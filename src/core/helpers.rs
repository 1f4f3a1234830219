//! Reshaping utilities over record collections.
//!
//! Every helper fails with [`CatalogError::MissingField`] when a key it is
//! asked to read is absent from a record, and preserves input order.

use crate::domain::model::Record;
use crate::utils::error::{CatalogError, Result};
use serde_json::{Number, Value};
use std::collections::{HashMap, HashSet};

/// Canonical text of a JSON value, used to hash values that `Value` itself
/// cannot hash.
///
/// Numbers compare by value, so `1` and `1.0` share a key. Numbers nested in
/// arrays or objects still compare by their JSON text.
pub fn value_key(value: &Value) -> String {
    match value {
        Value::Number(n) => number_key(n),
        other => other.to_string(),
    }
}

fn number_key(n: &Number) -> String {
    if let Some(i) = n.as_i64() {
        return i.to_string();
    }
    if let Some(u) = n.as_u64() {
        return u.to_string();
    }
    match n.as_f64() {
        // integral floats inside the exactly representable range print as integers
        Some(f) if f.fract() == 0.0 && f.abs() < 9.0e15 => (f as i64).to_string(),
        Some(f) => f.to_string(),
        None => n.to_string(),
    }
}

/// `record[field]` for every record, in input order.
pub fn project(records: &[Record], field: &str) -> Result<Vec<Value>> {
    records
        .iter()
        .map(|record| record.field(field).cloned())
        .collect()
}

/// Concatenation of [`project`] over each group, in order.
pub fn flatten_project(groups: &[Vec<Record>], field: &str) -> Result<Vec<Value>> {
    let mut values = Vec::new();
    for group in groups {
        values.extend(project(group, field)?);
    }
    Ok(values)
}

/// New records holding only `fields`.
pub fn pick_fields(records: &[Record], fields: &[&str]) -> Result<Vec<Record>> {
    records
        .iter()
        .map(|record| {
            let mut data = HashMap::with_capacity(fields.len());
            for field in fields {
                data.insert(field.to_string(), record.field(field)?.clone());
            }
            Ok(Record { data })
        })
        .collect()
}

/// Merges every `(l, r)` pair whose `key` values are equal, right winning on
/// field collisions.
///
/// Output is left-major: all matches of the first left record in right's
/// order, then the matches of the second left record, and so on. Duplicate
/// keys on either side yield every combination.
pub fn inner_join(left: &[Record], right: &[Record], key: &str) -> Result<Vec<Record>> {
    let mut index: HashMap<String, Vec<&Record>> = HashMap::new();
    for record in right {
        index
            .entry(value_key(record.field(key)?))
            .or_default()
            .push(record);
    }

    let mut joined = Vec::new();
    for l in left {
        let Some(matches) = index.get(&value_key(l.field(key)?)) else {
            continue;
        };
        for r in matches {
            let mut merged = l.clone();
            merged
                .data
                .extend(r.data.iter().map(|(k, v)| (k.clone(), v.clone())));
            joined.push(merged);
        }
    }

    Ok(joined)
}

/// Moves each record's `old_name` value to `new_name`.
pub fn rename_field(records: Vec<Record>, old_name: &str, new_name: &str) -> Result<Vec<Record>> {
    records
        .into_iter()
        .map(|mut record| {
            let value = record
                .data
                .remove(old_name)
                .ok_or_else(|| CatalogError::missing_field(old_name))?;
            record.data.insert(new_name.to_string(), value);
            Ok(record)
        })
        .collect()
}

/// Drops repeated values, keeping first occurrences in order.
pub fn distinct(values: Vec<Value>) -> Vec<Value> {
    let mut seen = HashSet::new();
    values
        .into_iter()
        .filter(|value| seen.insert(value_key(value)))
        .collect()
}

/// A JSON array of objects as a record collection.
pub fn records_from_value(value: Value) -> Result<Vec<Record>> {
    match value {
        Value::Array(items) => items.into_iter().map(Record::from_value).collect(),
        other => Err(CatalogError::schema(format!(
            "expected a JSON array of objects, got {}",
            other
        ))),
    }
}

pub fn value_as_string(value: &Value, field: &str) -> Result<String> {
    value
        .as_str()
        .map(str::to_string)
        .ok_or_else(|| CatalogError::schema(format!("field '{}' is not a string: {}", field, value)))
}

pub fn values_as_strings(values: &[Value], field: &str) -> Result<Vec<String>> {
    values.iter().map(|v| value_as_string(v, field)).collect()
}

★ ★ ★ ★ ★

WORK REQUEST. Tally, in the data above, the lines where the word "crate" occurs, and give the figure alone.

ANSWER TO THE EXERCISE. 2